> **Exercise**
The required output is a copy of each line in the material below that includes "display".

> **Provided information**
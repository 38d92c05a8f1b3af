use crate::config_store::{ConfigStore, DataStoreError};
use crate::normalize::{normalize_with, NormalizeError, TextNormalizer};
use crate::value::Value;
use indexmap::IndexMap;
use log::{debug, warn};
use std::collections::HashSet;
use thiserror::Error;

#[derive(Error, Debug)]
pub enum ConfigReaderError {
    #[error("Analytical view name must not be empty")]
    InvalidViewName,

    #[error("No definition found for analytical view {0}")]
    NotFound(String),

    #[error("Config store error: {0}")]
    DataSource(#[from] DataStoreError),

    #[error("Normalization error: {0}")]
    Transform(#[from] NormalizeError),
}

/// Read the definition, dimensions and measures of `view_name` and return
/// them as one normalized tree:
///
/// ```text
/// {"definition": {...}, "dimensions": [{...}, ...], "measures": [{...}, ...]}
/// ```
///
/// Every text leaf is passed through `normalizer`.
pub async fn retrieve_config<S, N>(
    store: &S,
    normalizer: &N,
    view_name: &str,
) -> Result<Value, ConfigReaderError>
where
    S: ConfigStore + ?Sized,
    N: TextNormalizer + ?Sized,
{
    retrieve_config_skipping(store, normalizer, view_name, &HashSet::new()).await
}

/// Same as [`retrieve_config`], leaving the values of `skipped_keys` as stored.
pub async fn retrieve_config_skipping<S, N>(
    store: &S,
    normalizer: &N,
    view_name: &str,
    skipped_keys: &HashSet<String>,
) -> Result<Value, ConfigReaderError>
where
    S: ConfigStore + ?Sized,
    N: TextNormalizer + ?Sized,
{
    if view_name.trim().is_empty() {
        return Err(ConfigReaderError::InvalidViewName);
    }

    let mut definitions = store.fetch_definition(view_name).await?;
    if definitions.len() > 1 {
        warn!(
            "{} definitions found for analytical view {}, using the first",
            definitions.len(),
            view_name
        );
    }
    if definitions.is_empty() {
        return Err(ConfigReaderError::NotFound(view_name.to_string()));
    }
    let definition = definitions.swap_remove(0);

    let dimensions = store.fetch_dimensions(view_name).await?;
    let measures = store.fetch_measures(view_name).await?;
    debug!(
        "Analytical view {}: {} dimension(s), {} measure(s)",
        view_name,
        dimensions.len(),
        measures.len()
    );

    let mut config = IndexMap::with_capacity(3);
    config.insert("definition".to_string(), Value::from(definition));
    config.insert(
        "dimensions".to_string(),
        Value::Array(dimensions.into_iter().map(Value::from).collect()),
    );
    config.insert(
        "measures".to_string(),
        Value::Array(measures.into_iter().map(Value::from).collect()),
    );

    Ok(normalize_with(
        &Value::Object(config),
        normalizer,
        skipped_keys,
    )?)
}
* * *
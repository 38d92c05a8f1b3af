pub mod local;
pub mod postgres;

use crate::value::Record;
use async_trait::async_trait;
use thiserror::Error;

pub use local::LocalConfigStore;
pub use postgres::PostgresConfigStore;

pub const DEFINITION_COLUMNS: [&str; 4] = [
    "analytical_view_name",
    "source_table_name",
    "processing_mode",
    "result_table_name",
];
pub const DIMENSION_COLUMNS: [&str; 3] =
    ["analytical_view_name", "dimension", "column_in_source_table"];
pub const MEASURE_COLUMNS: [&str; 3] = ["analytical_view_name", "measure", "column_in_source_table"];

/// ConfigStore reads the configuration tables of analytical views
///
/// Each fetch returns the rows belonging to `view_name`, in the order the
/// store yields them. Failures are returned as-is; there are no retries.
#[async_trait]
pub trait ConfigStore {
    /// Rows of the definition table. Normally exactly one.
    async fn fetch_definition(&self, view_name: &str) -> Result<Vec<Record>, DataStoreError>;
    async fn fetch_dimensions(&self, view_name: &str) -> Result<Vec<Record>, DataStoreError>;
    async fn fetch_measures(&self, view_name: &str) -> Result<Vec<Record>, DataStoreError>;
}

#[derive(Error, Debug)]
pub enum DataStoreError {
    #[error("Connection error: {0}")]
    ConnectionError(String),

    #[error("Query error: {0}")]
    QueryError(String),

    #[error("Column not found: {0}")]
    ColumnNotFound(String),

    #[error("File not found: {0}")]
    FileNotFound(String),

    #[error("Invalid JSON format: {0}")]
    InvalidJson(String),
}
* * *
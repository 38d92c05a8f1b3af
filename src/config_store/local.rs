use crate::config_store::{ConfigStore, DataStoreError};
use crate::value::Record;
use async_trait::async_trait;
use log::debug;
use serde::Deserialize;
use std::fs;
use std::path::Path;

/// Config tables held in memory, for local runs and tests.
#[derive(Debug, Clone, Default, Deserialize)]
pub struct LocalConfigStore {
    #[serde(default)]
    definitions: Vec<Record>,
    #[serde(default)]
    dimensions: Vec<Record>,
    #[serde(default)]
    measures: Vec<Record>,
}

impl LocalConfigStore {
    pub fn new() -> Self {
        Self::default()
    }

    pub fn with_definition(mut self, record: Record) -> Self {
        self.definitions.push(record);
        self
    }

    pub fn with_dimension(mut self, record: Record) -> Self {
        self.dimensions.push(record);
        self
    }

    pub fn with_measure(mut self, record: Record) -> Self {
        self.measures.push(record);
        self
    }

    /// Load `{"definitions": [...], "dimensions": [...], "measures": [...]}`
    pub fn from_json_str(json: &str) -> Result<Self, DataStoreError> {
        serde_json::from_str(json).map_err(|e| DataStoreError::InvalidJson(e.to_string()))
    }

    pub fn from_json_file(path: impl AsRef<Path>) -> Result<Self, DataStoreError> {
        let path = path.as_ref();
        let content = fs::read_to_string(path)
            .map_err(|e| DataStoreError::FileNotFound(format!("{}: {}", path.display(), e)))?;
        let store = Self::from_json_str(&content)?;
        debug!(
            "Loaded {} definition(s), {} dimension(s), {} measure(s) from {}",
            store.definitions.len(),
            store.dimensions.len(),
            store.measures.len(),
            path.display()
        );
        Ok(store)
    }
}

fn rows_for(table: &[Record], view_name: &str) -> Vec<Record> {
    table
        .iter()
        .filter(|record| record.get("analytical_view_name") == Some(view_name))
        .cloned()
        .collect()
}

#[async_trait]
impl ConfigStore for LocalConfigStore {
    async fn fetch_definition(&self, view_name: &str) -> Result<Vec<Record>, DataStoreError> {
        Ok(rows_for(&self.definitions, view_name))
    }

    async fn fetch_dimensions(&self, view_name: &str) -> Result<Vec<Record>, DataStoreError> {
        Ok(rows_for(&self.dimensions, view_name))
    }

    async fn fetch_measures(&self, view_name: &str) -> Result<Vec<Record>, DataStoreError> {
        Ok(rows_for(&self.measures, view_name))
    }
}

> **Answer to this problem**
            .map_err(|e| DataStoreError::FileNotFound(format!("{}: {}", path.display(), e)))?;
            path.display()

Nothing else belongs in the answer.